PROBLEM TO SOLVE >> I'd like every record written out again, exactly as it is.

RECORDS SHOWN >>
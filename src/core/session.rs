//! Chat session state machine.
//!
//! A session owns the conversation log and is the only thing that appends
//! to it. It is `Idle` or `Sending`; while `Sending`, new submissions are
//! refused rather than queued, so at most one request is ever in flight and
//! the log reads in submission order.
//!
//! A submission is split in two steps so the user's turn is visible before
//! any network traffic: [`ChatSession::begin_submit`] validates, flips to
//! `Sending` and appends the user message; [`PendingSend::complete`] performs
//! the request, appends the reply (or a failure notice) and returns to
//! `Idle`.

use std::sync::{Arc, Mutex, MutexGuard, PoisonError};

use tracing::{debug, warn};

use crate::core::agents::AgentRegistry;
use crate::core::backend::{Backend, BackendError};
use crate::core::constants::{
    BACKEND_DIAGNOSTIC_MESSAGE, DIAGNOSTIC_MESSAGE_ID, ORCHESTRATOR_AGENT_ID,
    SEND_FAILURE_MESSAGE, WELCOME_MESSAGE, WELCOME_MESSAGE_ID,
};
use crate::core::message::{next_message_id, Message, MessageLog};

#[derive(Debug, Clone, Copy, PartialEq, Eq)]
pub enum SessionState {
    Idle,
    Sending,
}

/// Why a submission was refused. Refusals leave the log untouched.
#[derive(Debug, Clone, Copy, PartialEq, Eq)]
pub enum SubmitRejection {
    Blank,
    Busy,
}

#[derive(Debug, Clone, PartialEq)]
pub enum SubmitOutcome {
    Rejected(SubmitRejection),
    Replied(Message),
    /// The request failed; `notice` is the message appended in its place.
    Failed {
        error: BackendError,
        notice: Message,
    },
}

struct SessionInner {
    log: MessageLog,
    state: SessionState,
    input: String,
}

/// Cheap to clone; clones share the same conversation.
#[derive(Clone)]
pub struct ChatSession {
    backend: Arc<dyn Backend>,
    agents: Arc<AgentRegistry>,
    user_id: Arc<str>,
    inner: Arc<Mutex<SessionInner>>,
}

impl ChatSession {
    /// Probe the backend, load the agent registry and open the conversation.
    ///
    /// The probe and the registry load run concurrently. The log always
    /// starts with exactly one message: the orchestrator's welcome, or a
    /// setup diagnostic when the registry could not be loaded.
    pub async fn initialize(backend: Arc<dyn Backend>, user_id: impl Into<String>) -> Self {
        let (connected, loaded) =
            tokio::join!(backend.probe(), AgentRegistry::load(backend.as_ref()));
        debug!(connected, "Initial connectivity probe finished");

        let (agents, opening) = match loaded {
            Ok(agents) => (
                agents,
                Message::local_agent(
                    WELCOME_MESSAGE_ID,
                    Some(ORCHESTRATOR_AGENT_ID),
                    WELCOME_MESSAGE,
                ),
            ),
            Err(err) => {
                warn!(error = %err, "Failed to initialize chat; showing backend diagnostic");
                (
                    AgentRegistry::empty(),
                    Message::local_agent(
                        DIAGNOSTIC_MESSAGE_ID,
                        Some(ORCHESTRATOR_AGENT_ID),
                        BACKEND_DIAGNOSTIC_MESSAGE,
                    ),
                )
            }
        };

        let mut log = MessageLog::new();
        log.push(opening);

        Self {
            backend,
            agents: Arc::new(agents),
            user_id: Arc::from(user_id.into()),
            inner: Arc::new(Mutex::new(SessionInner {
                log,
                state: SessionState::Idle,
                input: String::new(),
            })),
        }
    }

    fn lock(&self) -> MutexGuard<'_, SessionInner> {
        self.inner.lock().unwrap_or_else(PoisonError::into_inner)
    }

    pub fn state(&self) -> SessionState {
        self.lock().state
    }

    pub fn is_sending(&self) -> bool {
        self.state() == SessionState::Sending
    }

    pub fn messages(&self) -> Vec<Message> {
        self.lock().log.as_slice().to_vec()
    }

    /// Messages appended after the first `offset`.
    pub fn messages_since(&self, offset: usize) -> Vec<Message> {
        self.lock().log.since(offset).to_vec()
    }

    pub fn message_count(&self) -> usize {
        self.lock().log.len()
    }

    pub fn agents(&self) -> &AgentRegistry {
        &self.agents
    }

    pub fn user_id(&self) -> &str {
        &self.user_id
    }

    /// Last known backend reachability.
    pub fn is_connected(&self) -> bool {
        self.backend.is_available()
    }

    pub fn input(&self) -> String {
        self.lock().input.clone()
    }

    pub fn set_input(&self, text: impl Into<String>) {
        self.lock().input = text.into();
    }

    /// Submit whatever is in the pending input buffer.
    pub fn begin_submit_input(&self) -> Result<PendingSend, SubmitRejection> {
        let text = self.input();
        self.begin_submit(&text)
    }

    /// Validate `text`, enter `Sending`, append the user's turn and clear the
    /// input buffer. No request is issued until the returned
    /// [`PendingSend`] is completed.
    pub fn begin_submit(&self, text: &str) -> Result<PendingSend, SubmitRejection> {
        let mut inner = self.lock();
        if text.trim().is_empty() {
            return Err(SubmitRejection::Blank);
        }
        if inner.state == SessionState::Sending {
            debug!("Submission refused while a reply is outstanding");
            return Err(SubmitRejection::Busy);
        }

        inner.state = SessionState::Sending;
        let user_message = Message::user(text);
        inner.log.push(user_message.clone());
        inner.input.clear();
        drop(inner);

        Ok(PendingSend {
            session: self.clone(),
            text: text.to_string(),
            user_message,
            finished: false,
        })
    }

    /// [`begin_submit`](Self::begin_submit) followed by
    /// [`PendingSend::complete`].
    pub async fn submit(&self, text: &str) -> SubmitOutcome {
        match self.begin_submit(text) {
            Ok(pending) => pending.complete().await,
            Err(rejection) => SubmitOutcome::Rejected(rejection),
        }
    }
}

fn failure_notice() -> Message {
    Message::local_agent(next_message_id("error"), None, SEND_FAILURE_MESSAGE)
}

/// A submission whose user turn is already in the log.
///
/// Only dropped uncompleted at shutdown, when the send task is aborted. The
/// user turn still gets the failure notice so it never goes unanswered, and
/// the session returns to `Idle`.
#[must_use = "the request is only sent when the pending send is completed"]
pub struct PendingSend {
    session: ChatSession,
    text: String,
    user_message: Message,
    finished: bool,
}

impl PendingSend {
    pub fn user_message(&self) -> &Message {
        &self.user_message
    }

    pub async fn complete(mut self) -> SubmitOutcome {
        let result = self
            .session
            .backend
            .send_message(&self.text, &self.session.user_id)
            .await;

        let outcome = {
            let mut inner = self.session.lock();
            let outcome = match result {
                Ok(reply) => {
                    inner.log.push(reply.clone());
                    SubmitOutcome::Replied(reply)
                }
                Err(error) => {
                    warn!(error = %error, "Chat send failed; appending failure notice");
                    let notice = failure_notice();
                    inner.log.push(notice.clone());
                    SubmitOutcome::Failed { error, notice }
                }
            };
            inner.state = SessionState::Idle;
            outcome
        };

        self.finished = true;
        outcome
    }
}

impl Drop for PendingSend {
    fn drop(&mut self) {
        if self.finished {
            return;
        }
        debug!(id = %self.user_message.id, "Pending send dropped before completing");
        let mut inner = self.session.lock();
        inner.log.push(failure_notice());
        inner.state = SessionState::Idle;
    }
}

WRITTEN RESPONSE >>
filename src/core/session.rs
//! Chat session state machine.
//!
//! A session owns the conversation log and is the only thing that appends
//! to it. It is `Idle` or `Sending`; while `Sending`, new submissions are
//! refused rather than queued, so at most one request is ever in flight and
//! the log reads in submission order.
//!
//! A submission is split in two steps so the user's turn is visible before
//! any network traffic: [`ChatSession::begin_submit`] validates, flips to
//! `Sending` and appends the user message; [`PendingSend::complete`] performs
//! the request, appends the reply (or a failure notice) and returns to
//! `Idle`.

use std::sync::{Arc, Mutex, MutexGuard, PoisonError};

use tracing::{debug, warn};

use crate::core::agents::AgentRegistry;
use crate::core::backend::{Backend, BackendError};
use crate::core::constants::{
    BACKEND_DIAGNOSTIC_MESSAGE, DIAGNOSTIC_MESSAGE_ID, ORCHESTRATOR_AGENT_ID,
    SEND_FAILURE_MESSAGE, WELCOME_MESSAGE, WELCOME_MESSAGE_ID,
};
use crate::core::message::{next_message_id, Message, MessageLog};

#[derive(Debug, Clone, Copy, PartialEq, Eq)]
pub enum SessionState {
    Idle,
    Sending,
}

/// Why a submission was refused. Refusals leave the log untouched.
#[derive(Debug, Clone, Copy, PartialEq, Eq)]
pub enum SubmitRejection {
    Blank,
    Busy,
}

#[derive(Debug, Clone, PartialEq)]
pub enum SubmitOutcome {
    Rejected(SubmitRejection),
    Replied(Message),
    /// The request failed; `notice` is the message appended in its place.
    Failed {
        error: BackendError,
        notice: Message,
    },
}

struct SessionInner {
    log: MessageLog,
    state: SessionState,
    input: String,
}

/// Cheap to clone; clones share the same conversation.
#[derive(Clone)]
pub struct ChatSession {
    backend: Arc<dyn Backend>,
    agents: Arc<AgentRegistry>,
    user_id: Arc<str>,
    inner: Arc<Mutex<SessionInner>>,
}

impl ChatSession {
    /// Probe the backend, load the agent registry and open the conversation.
    ///
    /// The probe and the registry load run concurrently. The log always
    /// starts with exactly one message: the orchestrator's welcome, or a
    /// setup diagnostic when the registry could not be loaded.
    pub async fn initialize(backend: Arc<dyn Backend>, user_id: impl Into<String>) -> Self {
        let (connected, loaded) =
            tokio::join!(backend.probe(), AgentRegistry::load(backend.as_ref()));
        debug!(connected, "Initial connectivity probe finished");

        let (agents, opening) = match loaded {
            Ok(agents) => (
                agents,
                Message::local_agent(
                    WELCOME_MESSAGE_ID,
                    Some(ORCHESTRATOR_AGENT_ID),
                    WELCOME_MESSAGE,
                ),
            ),
            Err(err) => {
                warn!(error = %err, "Failed to initialize chat; showing backend diagnostic");
                (
                    AgentRegistry::empty(),
                    Message::local_agent(
                        DIAGNOSTIC_MESSAGE_ID,
                        Some(ORCHESTRATOR_AGENT_ID),
                        BACKEND_DIAGNOSTIC_MESSAGE,
                    ),
                )
            }
        };

        let mut log = MessageLog::new();
        log.push(opening);

        Self {
            backend,
            agents: Arc::new(agents),
            user_id: Arc::from(user_id.into()),
            inner: Arc::new(Mutex::new(SessionInner {
                log,
                state: SessionState::Idle,
                input: String::new(),
            })),
        }
    }

    fn lock(&self) -> MutexGuard<'_, SessionInner> {
        self.inner.lock().unwrap_or_else(PoisonError::into_inner)
    }

    pub fn state(&self) -> SessionState {
        self.lock().state
    }

    pub fn is_sending(&self) -> bool {
        self.state() == SessionState::Sending
    }

    pub fn messages(&self) -> Vec<Message> {
        self.lock().log.as_slice().to_vec()
    }

    /// Messages appended after the first `offset`.
    pub fn messages_since(&self, offset: usize) -> Vec<Message> {
        self.lock().log.since(offset).to_vec()
    }

    pub fn message_count(&self) -> usize {
        self.lock().log.len()
    }

    pub fn agents(&self) -> &AgentRegistry {
        &self.agents
    }

    pub fn user_id(&self) -> &str {
        &self.user_id
    }

    /// Last known backend reachability.
    pub fn is_connected(&self) -> bool {
        self.backend.is_available()
    }

    pub fn input(&self) -> String {
        self.lock().input.clone()
    }

    pub fn set_input(&self, text: impl Into<String>) {
        self.lock().input = text.into();
    }

    /// Submit whatever is in the pending input buffer.
    pub fn begin_submit_input(&self) -> Result<PendingSend, SubmitRejection> {
        let text = self.input();
        self.begin_submit(&text)
    }

    /// Validate `text`, enter `Sending`, append the user's turn and clear the
    /// input buffer. No request is issued until the returned
    /// [`PendingSend`] is completed.
    pub fn begin_submit(&self, text: &str) -> Result<PendingSend, SubmitRejection> {
        let mut inner = self.lock();
        if text.trim().is_empty() {
            return Err(SubmitRejection::Blank);
        }
        if inner.state == SessionState::Sending {
            debug!("Submission refused while a reply is outstanding");
            return Err(SubmitRejection::Busy);
        }

        inner.state = SessionState::Sending;
        let user_message = Message::user(text);
        inner.log.push(user_message.clone());
        inner.input.clear();
        drop(inner);

        Ok(PendingSend {
            session: self.clone(),
            text: text.to_string(),
            user_message,
            finished: false,
        })
    }

    /// [`begin_submit`](Self::begin_submit) followed by
    /// [`PendingSend::complete`].
    pub async fn submit(&self, text: &str) -> SubmitOutcome {
        match self.begin_submit(text) {
            Ok(pending) => pending.complete().await,
            Err(rejection) => SubmitOutcome::Rejected(rejection),
        }
    }
}

fn failure_notice() -> Message {
    Message::local_agent(next_message_id("error"), None, SEND_FAILURE_MESSAGE)
}

/// A submission whose user turn is already in the log.
///
/// Only dropped uncompleted at shutdown, when the send task is aborted. The
/// user turn still gets the failure notice so it never goes unanswered, and
/// the session returns to `Idle`.
#[must_use = "the request is only sent when the pending send is completed"]
pub struct PendingSend {
    session: ChatSession,
    text: String,
    user_message: Message,
    finished: bool,
}

impl PendingSend {
    pub fn user_message(&self) -> &Message {
        &self.user_message
    }

    pub async fn complete(mut self) -> SubmitOutcome {
        let result = self
            .session
            .backend
            .send_message(&self.text, &self.session.user_id)
            .await;

        let outcome = {
            let mut inner = self.session.lock();
            let outcome = match result {
                Ok(reply) => {
                    inner.log.push(reply.clone());
                    SubmitOutcome::Replied(reply)
                }
                Err(error) => {
                    warn!(error = %error, "Chat send failed; appending failure notice");
                    let notice = failure_notice();
                    inner.log.push(notice.clone());
                    SubmitOutcome::Failed { error, notice }
                }
            };
            inner.state = SessionState::Idle;
            outcome
        };

        self.finished = true;
        outcome
    }
}

impl Drop for PendingSend {
    fn drop(&mut self) {
        if self.finished {
            return;
        }
        debug!(id = %self.user_message.id, "Pending send dropped before completing");
        let mut inner = self.session.lock();
        inner.log.push(failure_notice());
        inner.state = SessionState::Idle;
    }
}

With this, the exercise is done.